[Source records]

········

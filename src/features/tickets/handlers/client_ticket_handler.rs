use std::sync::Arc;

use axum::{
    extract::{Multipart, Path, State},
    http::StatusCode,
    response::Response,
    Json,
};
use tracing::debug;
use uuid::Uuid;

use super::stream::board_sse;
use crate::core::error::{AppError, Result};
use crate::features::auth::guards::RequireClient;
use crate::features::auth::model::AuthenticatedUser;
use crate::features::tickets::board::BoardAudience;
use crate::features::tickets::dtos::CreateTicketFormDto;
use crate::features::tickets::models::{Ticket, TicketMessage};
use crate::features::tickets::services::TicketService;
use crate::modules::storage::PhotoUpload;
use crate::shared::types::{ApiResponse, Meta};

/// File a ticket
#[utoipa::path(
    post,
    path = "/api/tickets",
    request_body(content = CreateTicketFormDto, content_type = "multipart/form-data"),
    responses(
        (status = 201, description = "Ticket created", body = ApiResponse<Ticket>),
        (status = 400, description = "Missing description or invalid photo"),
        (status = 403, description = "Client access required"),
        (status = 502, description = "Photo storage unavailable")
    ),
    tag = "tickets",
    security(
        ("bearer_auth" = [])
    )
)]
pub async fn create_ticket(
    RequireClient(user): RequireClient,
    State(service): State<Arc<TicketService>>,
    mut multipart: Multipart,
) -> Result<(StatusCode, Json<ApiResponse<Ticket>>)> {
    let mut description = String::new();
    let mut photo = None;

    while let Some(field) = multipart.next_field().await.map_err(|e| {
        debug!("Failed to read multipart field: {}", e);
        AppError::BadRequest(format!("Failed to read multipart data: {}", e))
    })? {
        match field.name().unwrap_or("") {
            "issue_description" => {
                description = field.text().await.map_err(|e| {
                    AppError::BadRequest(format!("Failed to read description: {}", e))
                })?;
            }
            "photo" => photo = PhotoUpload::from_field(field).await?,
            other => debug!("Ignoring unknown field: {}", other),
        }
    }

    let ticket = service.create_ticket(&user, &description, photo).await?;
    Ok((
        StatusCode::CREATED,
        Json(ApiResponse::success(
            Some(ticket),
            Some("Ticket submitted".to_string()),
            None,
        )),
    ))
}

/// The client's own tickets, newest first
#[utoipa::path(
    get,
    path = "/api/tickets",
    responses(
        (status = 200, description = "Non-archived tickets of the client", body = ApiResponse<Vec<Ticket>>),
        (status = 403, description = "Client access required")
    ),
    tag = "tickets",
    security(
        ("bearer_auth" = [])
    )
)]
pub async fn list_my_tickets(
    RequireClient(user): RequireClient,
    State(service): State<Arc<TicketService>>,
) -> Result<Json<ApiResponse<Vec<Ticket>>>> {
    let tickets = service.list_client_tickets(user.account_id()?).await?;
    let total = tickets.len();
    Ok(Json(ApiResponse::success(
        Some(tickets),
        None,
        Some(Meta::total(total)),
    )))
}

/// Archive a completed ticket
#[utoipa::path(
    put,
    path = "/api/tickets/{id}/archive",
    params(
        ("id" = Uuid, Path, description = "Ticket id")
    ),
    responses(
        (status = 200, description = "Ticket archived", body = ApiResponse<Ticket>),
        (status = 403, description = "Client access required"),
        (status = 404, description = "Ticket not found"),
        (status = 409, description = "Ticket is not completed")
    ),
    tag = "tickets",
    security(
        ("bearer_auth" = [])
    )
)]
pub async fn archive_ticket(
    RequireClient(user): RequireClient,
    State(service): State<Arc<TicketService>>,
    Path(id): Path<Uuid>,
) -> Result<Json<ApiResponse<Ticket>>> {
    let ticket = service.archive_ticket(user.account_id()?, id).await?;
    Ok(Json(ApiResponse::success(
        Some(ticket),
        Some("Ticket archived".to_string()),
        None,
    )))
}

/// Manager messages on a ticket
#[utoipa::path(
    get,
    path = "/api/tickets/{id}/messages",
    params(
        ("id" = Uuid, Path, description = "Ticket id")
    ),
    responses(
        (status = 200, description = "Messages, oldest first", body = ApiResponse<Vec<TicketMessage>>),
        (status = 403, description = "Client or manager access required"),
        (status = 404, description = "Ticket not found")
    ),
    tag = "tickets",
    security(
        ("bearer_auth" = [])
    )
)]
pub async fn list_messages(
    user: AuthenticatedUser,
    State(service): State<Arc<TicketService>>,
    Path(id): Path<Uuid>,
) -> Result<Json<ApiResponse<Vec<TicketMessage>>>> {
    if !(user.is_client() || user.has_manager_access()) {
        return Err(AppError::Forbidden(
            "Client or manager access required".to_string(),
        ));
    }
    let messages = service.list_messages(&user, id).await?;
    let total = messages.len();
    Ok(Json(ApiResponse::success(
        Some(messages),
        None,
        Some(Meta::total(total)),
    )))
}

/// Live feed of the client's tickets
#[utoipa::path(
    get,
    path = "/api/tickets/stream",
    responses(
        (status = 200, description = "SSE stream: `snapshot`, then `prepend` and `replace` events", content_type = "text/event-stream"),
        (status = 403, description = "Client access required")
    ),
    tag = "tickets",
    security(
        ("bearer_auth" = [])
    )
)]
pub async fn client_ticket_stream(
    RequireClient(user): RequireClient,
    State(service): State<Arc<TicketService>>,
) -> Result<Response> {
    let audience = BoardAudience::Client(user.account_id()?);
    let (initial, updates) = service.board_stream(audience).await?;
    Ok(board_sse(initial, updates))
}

········

[WORK TO COMPLETE] Every record must be given again exactly as it was written.

[WRITTEN SOLUTION]
filename src/features/tickets/handlers/client_ticket_handler.rs
use std::sync::Arc;

use axum::{
    extract::{Multipart, Path, State},
    http::StatusCode,
    response::Response,
    Json,
};
use tracing::debug;
use uuid::Uuid;

use super::stream::board_sse;
use crate::core::error::{AppError, Result};
use crate::features::auth::guards::RequireClient;
use crate::features::auth::model::AuthenticatedUser;
use crate::features::tickets::board::BoardAudience;
use crate::features::tickets::dtos::CreateTicketFormDto;
use crate::features::tickets::models::{Ticket, TicketMessage};
use crate::features::tickets::services::TicketService;
use crate::modules::storage::PhotoUpload;
use crate::shared::types::{ApiResponse, Meta};

/// File a ticket
#[utoipa::path(
    post,
    path = "/api/tickets",
    request_body(content = CreateTicketFormDto, content_type = "multipart/form-data"),
    responses(
        (status = 201, description = "Ticket created", body = ApiResponse<Ticket>),
        (status = 400, description = "Missing description or invalid photo"),
        (status = 403, description = "Client access required"),
        (status = 502, description = "Photo storage unavailable")
    ),
    tag = "tickets",
    security(
        ("bearer_auth" = [])
    )
)]
pub async fn create_ticket(
    RequireClient(user): RequireClient,
    State(service): State<Arc<TicketService>>,
    mut multipart: Multipart,
) -> Result<(StatusCode, Json<ApiResponse<Ticket>>)> {
    let mut description = String::new();
    let mut photo = None;

    while let Some(field) = multipart.next_field().await.map_err(|e| {
        debug!("Failed to read multipart field: {}", e);
        AppError::BadRequest(format!("Failed to read multipart data: {}", e))
    })? {
        match field.name().unwrap_or("") {
            "issue_description" => {
                description = field.text().await.map_err(|e| {
                    AppError::BadRequest(format!("Failed to read description: {}", e))
                })?;
            }
            "photo" => photo = PhotoUpload::from_field(field).await?,
            other => debug!("Ignoring unknown field: {}", other),
        }
    }

    let ticket = service.create_ticket(&user, &description, photo).await?;
    Ok((
        StatusCode::CREATED,
        Json(ApiResponse::success(
            Some(ticket),
            Some("Ticket submitted".to_string()),
            None,
        )),
    ))
}

/// The client's own tickets, newest first
#[utoipa::path(
    get,
    path = "/api/tickets",
    responses(
        (status = 200, description = "Non-archived tickets of the client", body = ApiResponse<Vec<Ticket>>),
        (status = 403, description = "Client access required")
    ),
    tag = "tickets",
    security(
        ("bearer_auth" = [])
    )
)]
pub async fn list_my_tickets(
    RequireClient(user): RequireClient,
    State(service): State<Arc<TicketService>>,
) -> Result<Json<ApiResponse<Vec<Ticket>>>> {
    let tickets = service.list_client_tickets(user.account_id()?).await?;
    let total = tickets.len();
    Ok(Json(ApiResponse::success(
        Some(tickets),
        None,
        Some(Meta::total(total)),
    )))
}

/// Archive a completed ticket
#[utoipa::path(
    put,
    path = "/api/tickets/{id}/archive",
    params(
        ("id" = Uuid, Path, description = "Ticket id")
    ),
    responses(
        (status = 200, description = "Ticket archived", body = ApiResponse<Ticket>),
        (status = 403, description = "Client access required"),
        (status = 404, description = "Ticket not found"),
        (status = 409, description = "Ticket is not completed")
    ),
    tag = "tickets",
    security(
        ("bearer_auth" = [])
    )
)]
pub async fn archive_ticket(
    RequireClient(user): RequireClient,
    State(service): State<Arc<TicketService>>,
    Path(id): Path<Uuid>,
) -> Result<Json<ApiResponse<Ticket>>> {
    let ticket = service.archive_ticket(user.account_id()?, id).await?;
    Ok(Json(ApiResponse::success(
        Some(ticket),
        Some("Ticket archived".to_string()),
        None,
    )))
}

/// Manager messages on a ticket
#[utoipa::path(
    get,
    path = "/api/tickets/{id}/messages",
    params(
        ("id" = Uuid, Path, description = "Ticket id")
    ),
    responses(
        (status = 200, description = "Messages, oldest first", body = ApiResponse<Vec<TicketMessage>>),
        (status = 403, description = "Client or manager access required"),
        (status = 404, description = "Ticket not found")
    ),
    tag = "tickets",
    security(
        ("bearer_auth" = [])
    )
)]
pub async fn list_messages(
    user: AuthenticatedUser,
    State(service): State<Arc<TicketService>>,
    Path(id): Path<Uuid>,
) -> Result<Json<ApiResponse<Vec<TicketMessage>>>> {
    if !(user.is_client() || user.has_manager_access()) {
        return Err(AppError::Forbidden(
            "Client or manager access required".to_string(),
        ));
    }
    let messages = service.list_messages(&user, id).await?;
    let total = messages.len();
    Ok(Json(ApiResponse::success(
        Some(messages),
        None,
        Some(Meta::total(total)),
    )))
}

/// Live feed of the client's tickets
#[utoipa::path(
    get,
    path = "/api/tickets/stream",
    responses(
        (status = 200, description = "SSE stream: `snapshot`, then `prepend` and `replace` events", content_type = "text/event-stream"),
        (status = 403, description = "Client access required")
    ),
    tag = "tickets",
    security(
        ("bearer_auth" = [])
    )
)]
pub async fn client_ticket_stream(
    RequireClient(user): RequireClient,
    State(service): State<Arc<TicketService>>,
) -> Result<Response> {
    let audience = BoardAudience::Client(user.account_id()?);
    let (initial, updates) = service.board_stream(audience).await?;
    Ok(board_sse(initial, updates))
}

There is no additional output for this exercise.